I mean, if my kid breaks a leg and I take her to the emergency room, I know she might have to have surgery and she’ll probably have to have a cast. If I run down to the cafeteria and come back to find they’re taking her in to get an amputation, I don’t need a medical degree to know that something’s not right. So when I’m 10 centimeters dilated and pushing a baby out, I probably don’t need a medical degree to know I have other options besides major surgery. A lot of people come from a place from let the doctor do her job, they know best. And I don’t think that’s necessarily true.

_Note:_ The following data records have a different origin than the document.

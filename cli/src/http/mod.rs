pub mod error;
pub mod middleware;
pub mod models;
pub mod routes;
pub mod server;
pub mod state;

pub use state::AppState;
use std::sync::Arc;
use std::time::Duration;

use anyhow::Result;

use bft_core::api::{AppConfig, ExecutorConfig, TestExecutor, TranscriptLoader};

use crate::executor::{DirectLineExecutor, HttpTranscriptLoader};

pub fn build_executor(cfg: &AppConfig) -> Result<Arc<dyn TestExecutor>> {
    match &cfg.executor {
        ExecutorConfig::DirectLine(dl_cfg) => Ok(Arc::new(DirectLineExecutor::new(dl_cfg)?)),
    }
}

pub fn build_loader(cfg: &AppConfig) -> Result<Arc<dyn TranscriptLoader>> {
    let ExecutorConfig::DirectLine(dl_cfg) = &cfg.executor;
    let timeout = Duration::from_millis(dl_cfg.default_timeout_ms);
    Ok(Arc::new(HttpTranscriptLoader::new(timeout)?))
}
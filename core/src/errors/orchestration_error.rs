// core/src/errors/orchestration_error.rs
use thiserror::Error;

use super::ExecutorError;

#[derive(Debug, Error)]
pub enum OrchestrationError {
    #[error("could not materialize test '{test}': {source}")]
    Materialize {
        test: String,
        #[source]
        source: ExecutorError,
    },

    #[error("executor fault on test '{test}': {source}")]
    Systemic {
        test: String,
        #[source]
        source: ExecutorError,
    },

    #[error("orchestration task aborted: {0}")]
    Aborted(String),
}
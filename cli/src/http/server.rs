//! HTTP server lifecycle

use crate::http::{
    middleware::{create_middleware_stack, request_logger},
    routes::create_router,
    AppState,
};
use axum::middleware;
use std::time::Duration;
use tokio::net::TcpListener;
use tokio::signal;
use tracing::{info, warn};

#[derive(Debug, Clone)]
pub struct ServerConfig {
    pub host: String,
    pub port: u16,
    pub request_timeout: Duration,
}

impl ServerConfig {
    pub fn from_state(state: &AppState) -> Self {
        let http = &state.config.http_server;
        Self {
            host: http.host.clone(),
            port: http.port,
            request_timeout: Duration::from_secs(http.request_timeout_secs),
        }
    }
}

/// Binds the listener and serves until Ctrl+C, SIGTERM or a broadcast on
/// `state.shutdown_tx`.
pub async fn start_server(config: ServerConfig, state: AppState) -> std::io::Result<()> {
    let listener = TcpListener::bind((config.host.as_str(), config.port)).await?;
    serve(listener, config.request_timeout, state).await
}

/// Serves on an already bound listener. Port 0 listeners report their real
/// address here.
pub async fn serve(
    listener: TcpListener,
    request_timeout: Duration,
    state: AppState,
) -> std::io::Result<()> {
    let app = create_router(state.clone())
        .layer(middleware::from_fn(request_logger))
        .layer(create_middleware_stack(request_timeout));

    info!(
        "HTTP server listening on http://{}",
        listener.local_addr()?
    );
    if state.config.auth.token().is_none() {
        warn!("No auth token configured; all endpoints are open");
    }

    let mut shutdown_rx = state.shutdown_tx.subscribe();

    axum::serve(listener, app)
        .with_graceful_shutdown(async move {
            tokio::select! {
                _ = wait_for_ctrl_c() => {
                    info!("Received Ctrl+C signal");
                }
                _ = shutdown_rx.recv() => {
                    info!("Received shutdown signal");
                }
                _ = wait_for_sigterm() => {
                    info!("Received SIGTERM signal");
                }
            }

            info!("Starting graceful shutdown...");
        })
        .await?;

    info!("Server shutdown complete");
    Ok(())
}

async fn wait_for_ctrl_c() {
    if let Err(e) = signal::ctrl_c().await {
        warn!("Failed to listen for Ctrl+C: {}", e);
        std::future::pending::<()>().await
    }
}

#[cfg(unix)]
async fn wait_for_sigterm() {
    use tokio::signal::unix::{signal, SignalKind};

    match signal(SignalKind::terminate()) {
        Ok(mut sigterm) => {
            sigterm.recv().await;
        }
        Err(e) => {
            warn!("Failed to set up SIGTERM handler: {}", e);
            std::future::pending::<()>().await
        }
    }
}

/// No SIGTERM on this platform; Ctrl+C or the shutdown channel ends the server.
#[cfg(not(unix))]
async fn wait_for_sigterm() {
    std::future::pending::<()>().await
}

#[cfg(test)]
mod tests {
    use super::*;
    use async_trait::async_trait;
    use bft_core::api::{
        AppConfig, ExecutorError, ResultsStore, Services, SuiteOrchestrator, TestCase,
        TestExecutor, TestOutcome, TranscriptLoader, TranscriptTurn,
    };
    use std::sync::Arc;
    use tokio::io::{AsyncReadExt, AsyncWriteExt};
    use tokio::sync::broadcast;

    struct Noop;

    #[async_trait]
    impl TestExecutor for Noop {
        fn name(&self) -> &str {
            "noop"
        }

        async fn execute(&self, test: &TestCase) -> Result<TestOutcome, ExecutorError> {
            Ok(TestOutcome::pass(&test.name))
        }
    }

    #[async_trait]
    impl TranscriptLoader for Noop {
        async fn load(&self, _url: &str) -> Result<Vec<TranscriptTurn>, ExecutorError> {
            Ok(Vec::new())
        }
    }

    fn test_state(shutdown_tx: broadcast::Sender<()>) -> AppState {
        let config = AppConfig::default();
        let services = Services {
            executor: Arc::new(Noop),
            loader: Arc::new(Noop),
        };
        let orchestrator = Arc::new(SuiteOrchestrator::new(
            Arc::new(ResultsStore::new()),
            services,
            &config.suite,
        ));
        AppState::new(orchestrator, config, shutdown_tx)
    }

    #[tokio::test]
    async fn test_server_config_from_defaults() {
        let (shutdown_tx, _) = broadcast::channel(1);
        let config = ServerConfig::from_state(&test_state(shutdown_tx));
        assert_eq!(config.host, "0.0.0.0");
        assert_eq!(config.port, 3000);
        assert_eq!(config.request_timeout, Duration::from_secs(120));
    }

    #[tokio::test]
    async fn test_server_lifecycle() {
        let (shutdown_tx, _) = broadcast::channel(1);
        let state = test_state(shutdown_tx.clone());

        let listener = TcpListener::bind("127.0.0.1:0").await.unwrap();
        let addr = listener.local_addr().unwrap();
        let server_handle =
            tokio::spawn(async move { serve(listener, Duration::from_secs(5), state).await });

        let mut stream = tokio::net::TcpStream::connect(addr).await.unwrap();
        stream
            .write_all(b"GET /health HTTP/1.1\r\nHost: localhost\r\nConnection: close\r\n\r\n")
            .await
            .unwrap();
        let mut response = String::new();
        stream.read_to_string(&mut response).await.unwrap();
        assert!(response.starts_with("HTTP/1.1 200"));
        assert!(response.contains("\"status\":\"healthy\""));

        let _ = shutdown_tx.send(());

        let result = tokio::time::timeout(Duration::from_secs(5), server_handle).await;
        assert!(result.is_ok(), "Server should shutdown gracefully");
        assert!(result.unwrap().unwrap().is_ok());
    }
}
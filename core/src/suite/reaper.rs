use std::sync::Arc;
use std::time::Duration;

use tokio::task::JoinHandle;

use crate::results::{ResultsStore, RunRecord};

/// Deletes finished runs once their retention window has passed.
#[derive(Debug, Clone)]
pub struct RetentionReaper {
    store: Arc<ResultsStore>,
    delay: Duration,
}

impl RetentionReaper {
    pub fn new(store: Arc<ResultsStore>, delay: Duration) -> Self {
        Self { store, delay }
    }

    pub fn delay(&self) -> Duration {
        self.delay
    }

    /// One-shot deletion of `record`'s run after the retention delay. If the
    /// run was already removed (for example by a client consuming an error
    /// verdict) the task does nothing.
    pub fn schedule(&self, record: Arc<RunRecord>) -> JoinHandle<()> {
        let store = Arc::clone(&self.store);
        let delay = self.delay;
        tokio::spawn(async move {
            tokio::time::sleep(delay).await;
            if store.expire(&record.run_id, &record) {
                tracing::info!(run_id = %record.run_id, "Deleted suite results");
            } else {
                tracing::debug!(run_id = %record.run_id, "suite results already removed");
            }
        })
    }
}
use std::time::Duration;

use serde::{Deserialize, Serialize};

#[derive(Debug, Clone, Copy, PartialEq, Eq, Serialize, Deserialize)]
#[serde(rename_all = "lowercase")]
pub enum Role {
    User,
    Bot,
}

/// One message of a conversation transcript. User turns are sent to the bot,
/// bot turns are the replies the bot is expected to produce.
#[derive(Debug, Clone, PartialEq, Eq, Serialize, Deserialize)]
pub struct TranscriptTurn {
    pub role: Role,
    pub text: String,
}

impl TranscriptTurn {
    pub fn user(text: impl Into<String>) -> Self {
        Self {
            role: Role::User,
            text: text.into(),
        }
    }

    pub fn bot(text: impl Into<String>) -> Self {
        Self {
            role: Role::Bot,
            text: text.into(),
        }
    }
}

#[derive(Debug, Clone, PartialEq, Eq)]
pub enum TranscriptSource {
    Inline(Vec<TranscriptTurn>),
    Url(String),
}

/// A test as submitted. Its transcript may still need to be fetched.
#[derive(Debug, Clone, PartialEq, Eq)]
pub struct TestDefinition {
    pub name: String,
    pub bot: Option<String>,
    pub user_id: Option<String>,
    pub timeout: Option<Duration>,
    pub transcript: TranscriptSource,
}

#[derive(Debug, Clone, PartialEq, Eq)]
pub struct SuiteDefinition {
    pub name: String,
    pub tests: Vec<TestDefinition>,
}

/// A test ready for the executor: the transcript is in memory.
#[derive(Debug, Clone, PartialEq, Eq)]
pub struct TestCase {
    pub name: String,
    pub bot: Option<String>,
    pub user_id: Option<String>,
    pub timeout: Option<Duration>,
    pub transcript: Vec<TranscriptTurn>,
}

impl TestCase {
    pub fn from_definition(def: &TestDefinition, transcript: Vec<TranscriptTurn>) -> Self {
        Self {
            name: def.name.clone(),
            bot: def.bot.clone(),
            user_id: def.user_id.clone(),
            timeout: def.timeout,
            transcript,
        }
    }
}
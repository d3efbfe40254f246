// core/src/errors/executor_error.rs
use thiserror::Error;

#[derive(Debug, Error)]
pub enum ExecutorError {
    #[error("bot channel rejected credentials (status {status})")]
    Unauthorized { status: u16 },

    #[error("bot channel unavailable (status {status})")]
    Unavailable { status: u16, body_snippet: String },

    #[error("no secret configured for bot: {0}")]
    UnknownBot(String),

    #[error("unexpected status: {status}")]
    HttpStatus { status: u16, body_snippet: String },

    #[error("transcript could not be loaded from {url}: {reason}")]
    Transcript { url: String, reason: String },

    #[error("transport error: {0}")]
    Transport(#[source] anyhow::Error),

    #[error("decode/serde error: {0}")]
    Decode(#[source] anyhow::Error),
}

impl ExecutorError {
    /// Systemic errors mean the whole suite cannot run, not that one test broke.
    pub fn is_systemic(&self) -> bool {
        matches!(
            self,
            ExecutorError::Unauthorized { .. }
                | ExecutorError::Unavailable { .. }
                | ExecutorError::UnknownBot(_)
        )
    }
}
use bft_core::api::LoggingConfig;
use tracing_appender::non_blocking::WorkerGuard;
use tracing_subscriber::{fmt, layer::SubscriberExt, util::SubscriberInitExt, EnvFilter};

/// Installs the global subscriber. `RUST_LOG` wins over `cfg.level`.
///
/// The returned guard flushes the file writer on drop and must live until
/// the process exits.
pub fn init(cfg: &LoggingConfig) -> Option<WorkerGuard> {
    let filter = EnvFilter::try_from_default_env()
        .or_else(|_| EnvFilter::try_new(&cfg.level))
        .unwrap_or_else(|_| EnvFilter::new("info"));

    let dir = cfg.directory.trim();
    if dir.is_empty() {
        let _ = tracing_subscriber::registry()
            .with(filter)
            .with(fmt::layer().with_target(false))
            .try_init();
        return None;
    }

    let appender = tracing_appender::rolling::daily(dir, "bft.log");
    let (writer, guard) = tracing_appender::non_blocking(appender);
    let _ = tracing_subscriber::registry()
        .with(filter)
        .with(fmt::layer().with_target(false))
        .with(fmt::layer().with_ansi(false).with_writer(writer))
        .try_init();
    Some(guard)
}
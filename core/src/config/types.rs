use std::collections::HashMap;
use std::time::Duration;

use serde::{Deserialize, Serialize};

#[derive(Debug, Clone, Serialize, Deserialize, Default)]
pub struct AppConfig {
    #[serde(default)]
    pub http_server: HttpServerConfig,

    #[serde(default)]
    pub auth: AuthConfig,

    #[serde(default)]
    pub suite: SuiteConfig,

    #[serde(default)]
    pub executor: ExecutorConfig,

    #[serde(default)]
    pub logging: LoggingConfig,
}

#[derive(Debug, Clone, Serialize, Deserialize)]
pub struct HttpServerConfig {
    #[serde(default = "default_host")]
    pub host: String,

    #[serde(default = "default_port")]
    pub port: u16,

    #[serde(default = "default_request_timeout_secs")]
    pub request_timeout_secs: u64,
}

fn default_host() -> String {
    "0.0.0.0".to_string()
}

fn default_port() -> u16 {
    3000
}

fn default_request_timeout_secs() -> u64 {
    120
}

impl Default for HttpServerConfig {
    fn default() -> Self {
        Self {
            host: default_host(),
            port: default_port(),
            request_timeout_secs: default_request_timeout_secs(),
        }
    }
}

#[derive(Debug, Clone, Serialize, Deserialize, Default)]
pub struct AuthConfig {
    /// Empty disables authentication.
    #[serde(default)]
    pub required_token: String,
}

impl AuthConfig {
    pub fn token(&self) -> Option<&str> {
        let t = self.required_token.trim();
        (!t.is_empty()).then_some(t)
    }
}

#[derive(Debug, Clone, Serialize, Deserialize)]
pub struct SuiteConfig {
    #[serde(default = "default_results_retention_seconds")]
    pub results_retention_seconds: u64,

    #[serde(default = "default_max_parallel_tests")]
    pub max_parallel_tests: usize,

    #[serde(default = "default_retry_after_secs")]
    pub retry_after_secs: u64,
}

fn default_results_retention_seconds() -> u64 {
    600
}

fn default_max_parallel_tests() -> usize {
    8
}

fn default_retry_after_secs() -> u64 {
    10
}

impl SuiteConfig {
    pub fn retention(&self) -> Duration {
        Duration::from_secs(self.results_retention_seconds)
    }
}

impl Default for SuiteConfig {
    fn default() -> Self {
        Self {
            results_retention_seconds: default_results_retention_seconds(),
            max_parallel_tests: default_max_parallel_tests(),
            retry_after_secs: default_retry_after_secs(),
        }
    }
}

#[derive(Debug, Clone, Serialize, Deserialize)]
#[serde(tag = "provider")]
pub enum ExecutorConfig {
    #[serde(rename = "directline")]
    DirectLine(DirectLineConfig),
}

#[derive(Debug, Clone, Serialize, Deserialize)]
pub struct DirectLineConfig {
    #[serde(default = "default_directline_url")]
    pub base_url: String,

    #[serde(default)]
    pub secret: String,

    /// Named secrets, selected by a test's `bot` field.
    #[serde(default)]
    pub bots: HashMap<String, String>,

    #[serde(default = "default_poll_interval_ms")]
    pub poll_interval_ms: u64,

    #[serde(default = "default_test_timeout_ms")]
    pub default_timeout_ms: u64,
}

fn default_directline_url() -> String {
    "https://directline.botframework.com".to_string()
}

fn default_poll_interval_ms() -> u64 {
    500
}

fn default_test_timeout_ms() -> u64 {
    30_000
}

impl Default for DirectLineConfig {
    fn default() -> Self {
        Self {
            base_url: default_directline_url(),
            secret: String::new(),
            bots: HashMap::new(),
            poll_interval_ms: default_poll_interval_ms(),
            default_timeout_ms: default_test_timeout_ms(),
        }
    }
}

impl Default for ExecutorConfig {
    fn default() -> Self {
        ExecutorConfig::DirectLine(DirectLineConfig::default())
    }
}

#[derive(Debug, Clone, Serialize, Deserialize)]
pub struct LoggingConfig {
    #[serde(default = "default_log_level")]
    pub level: String,

    /// Non-empty also writes daily rolling log files here.
    #[serde(default)]
    pub directory: String,
}

fn default_log_level() -> String {
    "info".to_string()
}

impl Default for LoggingConfig {
    fn default() -> Self {
        Self {
            level: default_log_level(),
            directory: String::new(),
        }
    }
}
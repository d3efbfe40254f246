use std::sync::Arc;

use crate::config::AppConfig;
use crate::executor::{TestExecutor, TranscriptLoader};
use crate::results::ResultsStore;
use crate::suite::SuiteOrchestrator;

/// The collaborators a run needs, built from configuration by a
/// [`ServicesFactory`].
#[derive(Clone)]
pub struct Services {
    pub executor: Arc<dyn TestExecutor>,
    pub loader: Arc<dyn TranscriptLoader>,
}

pub trait ServicesFactory {
    fn build_services(&self, cfg: &AppConfig) -> anyhow::Result<Services>;
}

#[derive(Clone)]
pub struct AppContext {
    cfg: AppConfig,
    store: Arc<ResultsStore>,
}

impl AppContext {
    pub fn new(cfg: AppConfig) -> Self {
        Self {
            cfg,
            store: Arc::new(ResultsStore::new()),
        }
    }

    pub fn cfg(&self) -> &AppConfig {
        &self.cfg
    }

    pub fn store(&self) -> Arc<ResultsStore> {
        Arc::clone(&self.store)
    }

    pub fn build_services(&self, factory: &dyn ServicesFactory) -> anyhow::Result<Services> {
        factory.build_services(&self.cfg)
    }

    pub fn orchestrator(&self, services: Services) -> Arc<SuiteOrchestrator> {
        Arc::new(SuiteOrchestrator::new(
            self.store(),
            services,
            &self.cfg.suite,
        ))
    }
}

Note: In a sworn deposition before the Superior Court of New Jersey in July, a transcript of which was provided to Yahoo Parenting by Scarborough Switzer, the doctor disputes some of her patient’s details regarding their interactions. She says her reason for recommending a C-section was “due to the persistent late decelerations,” or slowing-down of the baby’s heartbeat, and that the time for “compassionate” communication with her patient had ended, in her opinion. “There is no more holding hands, touching the belly, just no more of that.” As she explains it: “She certainly can refuse the C-section, that is not the problem. I respect patient’s opinion. …[But] I have two patients. I don’t have just one patient …that is why I disagree with the statement of your, of the American, whatever, ACOG [the American Congress of Obstetricians and Gynecologists], that the desire of the mother has to supersede the desire of the fetus. I disagree with that. …I have an obligation now toward the baby. I’ve gotta speak for the baby because that is my second patient.”